A series of epithelial outgrowths deep into mesenchyme due to proliferation on the cranial portion of dental lamina give rise to future spot of deciduous teeth. Moreover, further proliferation on the leading edge of the lamina leads to permanent teeth development, as a result, successional lamina is formed when those permanent teeth succeed the 20 deciduous teeth. Since permanent molars do not have deciduous predecessor, they tend to develop from the general lamina which is also formed from dental lamina.
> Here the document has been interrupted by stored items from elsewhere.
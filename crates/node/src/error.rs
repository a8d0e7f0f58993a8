//! API error types with HTTP response mapping.

use axum::http::StatusCode;
use axum::response::{IntoResponse, Response};
use saga::SagaError;

/// API-level error type that maps to HTTP responses.
#[derive(Debug)]
pub enum ApiError {
    /// Resource not found.
    NotFound(String),
    /// Saga lookup or execution error.
    Saga(SagaError),
}

impl IntoResponse for ApiError {
    fn into_response(self) -> Response {
        let (status, message) = match self {
            ApiError::NotFound(msg) => (StatusCode::NOT_FOUND, msg),
            ApiError::Saga(err) => saga_error_to_response(err),
        };

        let body = serde_json::json!({ "error": message });
        (status, axum::Json(body)).into_response()
    }
}

fn saga_error_to_response(err: SagaError) -> (StatusCode, String) {
    match &err {
        SagaError::Domain(_) => (StatusCode::BAD_REQUEST, err.to_string()),
        SagaError::AlreadyStarted { .. }
        | SagaError::ConcurrencyConflict { .. }
        | SagaError::InvalidState { .. } => (StatusCode::CONFLICT, err.to_string()),
        _ => {
            tracing::error!(error = %err, "internal server error");
            (StatusCode::INTERNAL_SERVER_ERROR, err.to_string())
        }
    }
}

impl From<SagaError> for ApiError {
    fn from(err: SagaError) -> Self {
        ApiError::Saga(err)
    }
}

#[cfg(test)]
mod tests {
    use super::*;
    use common::EntityId;

    #[test]
    fn test_status_mapping() {
        let conflict = ApiError::from(SagaError::AlreadyStarted {
            saga_type: "CreateUser",
            correlation_id: EntityId::from_u128(42),
        });
        assert_eq!(conflict.into_response().status(), StatusCode::CONFLICT);

        let internal = ApiError::from(SagaError::Config("bad".to_string()));
        assert_eq!(
            internal.into_response().status(),
            StatusCode::INTERNAL_SERVER_ERROR
        );

        let missing = ApiError::NotFound("nope".to_string());
        assert_eq!(missing.into_response().status(), StatusCode::NOT_FOUND);
    }
}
In addition, during the bell stage of tooth development, the dental lamina helps to disconnect the interaction between the oral epithelium and developing tooth by bringing the oral epithelium fragments and the tooth germs together. Breaking up of the dental lamina leads to the development of epithelial cell clusters, some of the clusters may remain instead of degenerate, those persisted clusters, called epithelial pearls, they can delay tooth eruption by creating a small cyst on the top of the developing tooth.

== Hyperactivity of Dental Lamina ==
Hyperactivity or overgrowth of dental lamina can give rise to conditions such as Hyperdontia. Having this condition means patients have supernumerary teeth - additional teeth other than 20 primary teeth in children and 32 permanent teeth in adults.

The reasons for this condition could be any of the following:
1. Dichotomy (division) of tooth buds.
2. Atavism
3. Gardner's syndrome
4. Hyperactivity of dental lamina.

The most acknowledged theory for supernumerary teeth is hyperactivity of dental lamina. On completion of the dentition, the dental lamina is usually destroyed and reabsorbed, but when remnants fail to resorb, it can continue to proliferate abnormally. This abnormal proliferation can form the extra tooth bud leading to supernumerary teeth.